Stored items
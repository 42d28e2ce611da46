//! Single-layer compressed texture types.

use std::fmt;

use serde::{Deserialize, Serialize};

/// Opaque compression format identity.
///
/// The assembler never interprets the value; it only checks that every
/// slice of an array carries the same one. KTX2 sources use the Vulkan
/// format number (e.g. 171 for `ASTC_4x4_SRGB_BLOCK`). Basis Universal
/// output declares `VK_FORMAT_UNDEFINED` and names its block format in the
/// DFD color model instead, so the identity is the `(vkFormat, colorModel)`
/// pair.
#[derive(Debug, Clone, Copy, PartialEq, Eq, Hash, Serialize, Deserialize)]
pub struct TextureFormat {
    code: u32,
    model: u8,
}

impl TextureFormat {
    /// UASTC blocks (`VK_FORMAT_UNDEFINED`, `KHR_DF_MODEL_UASTC`).
    pub const UASTC: Self = Self::from_color_model(166);

    /// ETC1S blocks (`VK_FORMAT_UNDEFINED`, `KHR_DF_MODEL_ETC1S`).
    pub const ETC1S: Self = Self::from_color_model(163);

    /// Wrap a raw Vulkan format code.
    pub const fn new(code: u32) -> Self {
        Self { code, model: 0 }
    }

    /// Format with an undefined Vulkan code, identified by its DFD color model.
    pub const fn from_color_model(model: u8) -> Self {
        Self { code: 0, model }
    }

    /// The raw Vulkan format code, 0 when undefined.
    pub const fn code(self) -> u32 {
        self.code
    }

    /// The DFD color model, 0 when the Vulkan code is authoritative.
    pub const fn color_model(self) -> u8 {
        self.model
    }
}

impl fmt::Display for TextureFormat {
    fn fmt(&self, f: &mut fmt::Formatter<'_>) -> fmt::Result {
        match (self.code, self.model) {
            (0, 166) => write!(f, "UASTC"),
            (0, 163) => write!(f, "ETC1S"),
            (0, model) => write!(f, "model#{}", model),
            (code, _) => write!(f, "format#{}", code),
        }
    }
}

/// Color space tag carried through to the array texture.
#[derive(Debug, Clone, Copy, PartialEq, Eq, Serialize, Deserialize)]
pub enum ColorSpace {
    /// sRGB transfer function.
    Srgb,
    /// Linear transfer function.
    Linear,
}

/// Byte payload of one mip level.
///
/// Decoders produce either a flat buffer or, for compatibility with loaders
/// that wrap each level in a per-layer list, a container of flat buffers.
/// The normalizer resolves this once; nothing downstream sees `Layered`.
#[derive(Debug, Clone, PartialEq, Eq)]
pub enum MipLevelData {
    /// One contiguous compressed-block buffer.
    Flat(Vec<u8>),
    /// Per-layer container of flat buffers.
    Layered(Vec<Vec<u8>>),
}

impl MipLevelData {
    /// Total byte count across all contained buffers.
    pub fn byte_len(&self) -> usize {
        match self {
            MipLevelData::Flat(bytes) => bytes.len(),
            MipLevelData::Layered(layers) => layers.iter().map(Vec::len).sum(),
        }
    }
}

impl From<Vec<u8>> for MipLevelData {
    fn from(bytes: Vec<u8>) -> Self {
        MipLevelData::Flat(bytes)
    }
}

/// One level of a mip chain.
#[derive(Debug, Clone, PartialEq, Eq)]
pub struct MipLevel {
    /// Level width in pixels.
    pub width: u32,
    /// Level height in pixels.
    pub height: u32,
    /// Compressed bytes for exactly one layer at this level.
    pub data: MipLevelData,
}

impl MipLevel {
    /// Create a level with arbitrary data shape.
    pub fn new(width: u32, height: u32, data: MipLevelData) -> Self {
        Self {
            width,
            height,
            data,
        }
    }

    /// Create a level backed by a flat buffer.
    pub fn flat(width: u32, height: u32, data: Vec<u8>) -> Self {
        Self::new(width, height, MipLevelData::Flat(data))
    }

    /// Create a level backed by a per-layer container.
    pub fn layered(width: u32, height: u32, layers: Vec<Vec<u8>>) -> Self {
        Self::new(width, height, MipLevelData::Layered(layers))
    }
}

/// One fully encoded, single-layer texture.
///
/// # Fallback image
///
/// Some loaders report an empty mip chain and expose the base level only as
/// a top-level image. `image` carries that; the normalizer synthesizes a
/// one-level chain from it when `mip_chain` is empty.
#[derive(Debug, Clone, PartialEq, Eq)]
pub struct CompressedSlice {
    /// Compression format code.
    pub format: TextureFormat,
    /// Mip levels, index 0 = base (finest).
    pub mip_chain: Vec<MipLevel>,
    /// Optional color space tag.
    pub color_space: Option<ColorSpace>,
    /// Top-level base image used when `mip_chain` is empty.
    pub image: Option<MipLevel>,
}

impl CompressedSlice {
    /// Create an empty slice of the given format.
    pub fn new(format: TextureFormat) -> Self {
        Self {
            format,
            mip_chain: Vec::new(),
            color_space: None,
            image: None,
        }
    }

    /// Append a mip level.
    pub fn with_level(mut self, level: MipLevel) -> Self {
        self.mip_chain.push(level);
        self
    }

    /// Set the color space tag.
    pub fn with_color_space(mut self, color_space: ColorSpace) -> Self {
        self.color_space = Some(color_space);
        self
    }

    /// Set the top-level fallback image.
    pub fn with_image(mut self, image: MipLevel) -> Self {
        self.image = Some(image);
        self
    }

    /// Number of mip levels in the chain.
    pub fn mip_count(&self) -> usize {
        self.mip_chain.len()
    }
}

/// Dimension of mip `level` for a base dimension: halved, floored, min 1.
#[inline]
pub fn mip_dimension(base: u32, level: u32) -> u32 {
    base.checked_shr(level).unwrap_or(0).max(1)
}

What the task requires:
Lines in the data that hold "usize" must be located and copied.

Response:
    pub fn byte_len(&self) -> usize {
    pub fn mip_count(&self) -> usize {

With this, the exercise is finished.